Inversion of Ligand Binding Preferences in Re-Engineered Dysferlin C2Av1

Abstract

Dysferlin is a 237 kDa skeletal muscle protein that plays a key role in Ca2+-mediated membrane repair of muscle cells. The full length protein possesses seven tandem C2 domains and a single C-terminal transmembrane helix. Mutations in the dysferlin protein have been linked to Limb-Girdle Muscular Dystrophy in humans.
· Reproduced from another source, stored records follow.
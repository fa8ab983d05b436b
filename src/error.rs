//! Error types for livetree.

use thiserror::Error;

use crate::model::Status;

/// Result type alias using livetree's Error type.
pub type Result<T> = std::result::Result<T, Error>;

/// Errors that can occur while ingesting events or driving the display.
///
/// None of these ever reach the task being visualized: the consumption loop
/// logs them and moves on. Only the driver's lifecycle calls and
/// configuration parsing hand them back to the host.
#[derive(Error, Debug)]
pub enum Error {
    /// A start-type event reused an identity already present in the model
    #[error("Duplicate event id: {0}")]
    DuplicateNode(String),

    /// A node that already left in-progress was asked to transition again
    #[error("Node {id} already finished with status {status}")]
    InvalidTransition { id: String, status: Status },

    /// Serialization/deserialization error
    #[error("Serialization error: {0}")]
    Serialization(#[from] serde_json::Error),

    /// Terminal I/O error
    #[error("Terminal I/O error: {0}")]
    Io(#[from] std::io::Error),

    /// Configuration error
    #[error("Configuration error: {0}")]
    Config(String),

    /// The event queue is no longer owned by the display
    #[error("Event queue unavailable: {0}")]
    QueueUnavailable(String),

    /// The background consumption task failed
    #[error("Display worker failed: {0}")]
    Worker(String),
}

impl Error {
    /// Create a duplicate node error.
    pub fn duplicate_node(id: impl Into<String>) -> Self {
        Self::DuplicateNode(id.into())
    }

    /// Create an invalid transition error.
    pub fn invalid_transition(id: impl Into<String>, status: Status) -> Self {
        Self::InvalidTransition {
            id: id.into(),
            status,
        }
    }

    /// Create a configuration error.
    pub fn config(message: impl Into<String>) -> Self {
        Self::Config(message.into())
    }

    /// Create a worker failure error.
    pub fn worker(message: impl Into<String>) -> Self {
        Self::Worker(message.into())
    }
}
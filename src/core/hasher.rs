//! BLAKE3 content hashing for the result store.

use serde_json::Value;

/// Hash a string. Returns `"blake3:{hex}"`.
pub fn hash_string(s: &str) -> String {
    format!("blake3:{}", blake3::hash(s.as_bytes()).to_hex())
}

/// Hash a JSON record in its compact serialized form.
///
/// Object keys serialize in sorted order, so equal records hash equal.
pub fn hash_record(record: &Value) -> String {
    hash_string(&record.to_string())
}

#[cfg(test)]
mod tests {
    use super::*;
    use serde_json::json;

    #[test]
    fn test_hash_string() {
        let h1 = hash_string("hello");
        let h2 = hash_string("hello");
        let h3 = hash_string("world");
        assert_eq!(h1, h2);
        assert_ne!(h1, h3);
        assert!(h1.starts_with("blake3:"));
        assert_eq!(h1.len(), 7 + 64); // "blake3:" + 64 hex chars
    }

    #[test]
    fn test_hash_record_key_order_independent() {
        let a = json!({"ip": "1.1.1.1", "port": 22});
        let b: Value = serde_json::from_str(r#"{"port": 22, "ip": "1.1.1.1"}"#).unwrap();
        assert_eq!(hash_record(&a), hash_record(&b));
        assert_ne!(hash_record(&a), hash_record(&json!({"ip": "1.1.1.1", "port": 23})));
    }
}
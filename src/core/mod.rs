//! Core engine: records, containers, registry, execution and the result store.

pub mod collections;
pub mod config;
pub mod error;
pub mod executor;
pub mod hasher;
pub mod items;
pub mod registry;
pub mod state;
pub mod types;
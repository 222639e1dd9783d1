//! Core records: hosts, tasks, runners and task results.
//!
//! All records are immutable values. Each one has a JSON record form; tasks
//! carry their callables as symbolic paths that are resolved through the
//! [`Registry`] on decode.

use super::error::{Result, ViperError};
use super::items::Item;
use super::registry::{CommandFactory, OutputProcessor, PostHook, PreHook, Registry, Symbol};
use serde::{Deserialize, Serialize};
use serde_json::Value;
use std::cmp::Ordering;
use std::collections::BTreeMap;
use std::hash::{Hash, Hasher};

/// Free-form metadata attached to hosts and tasks.
pub type Meta = BTreeMap<String, Value>;

fn hash_meta<H: Hasher>(meta: &Meta, state: &mut H) {
    for (k, v) in meta {
        k.hash(state);
        v.to_string().hash(state);
    }
}

// ============================================================================
// Hosts
// ============================================================================

/// An addressable target machine. Equality and hashing use `ip` only.
#[derive(Debug, Clone, Serialize, Deserialize)]
#[serde(deny_unknown_fields)]
pub struct Host {
    /// Network address (IP or DNS)
    pub ip: String,

    #[serde(default)]
    pub hostname: Option<String>,

    #[serde(default)]
    pub domain: Option<String>,

    /// SSH port
    #[serde(default = "default_port")]
    pub port: u16,

    /// Login user
    #[serde(default)]
    pub login_name: Option<String>,

    /// Path to a credential (private key)
    #[serde(default)]
    pub identity_file: Option<String>,

    #[serde(default)]
    pub meta: Meta,
}

fn default_port() -> u16 {
    22
}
The canonical C2A domain of dysferlin binds Ca2+ and phospholipid similar to other Ca2+-dependent phospholipid binding C2 domains; however, another co-expressed isoform of dysferlin C2A, C2A variant 1 (C2Av1), binds negatively changed phospholipid, but not Ca2+. To test whether we could modulate the binding behavior of the alternate domain with a simple mutation, we mutated two Arg residues (R20 and R21) in Loop 1 of C2Av1 to Asp, and tested the resulting protein for Ca2+ and phospholipid binding. Interestingly, the resulting domain (C2Av1 R20D,R21D) bound a single calcium ion but not phospholipid, a complete inversion of binding preference. Our result also supports the hypothesis that the C2A domains of dysferlin interact with negatively charged phospholipid surfaces using only electrostatic attraction. The 3D structure of the domain including ligand was obtained using X-Ray Crystallography.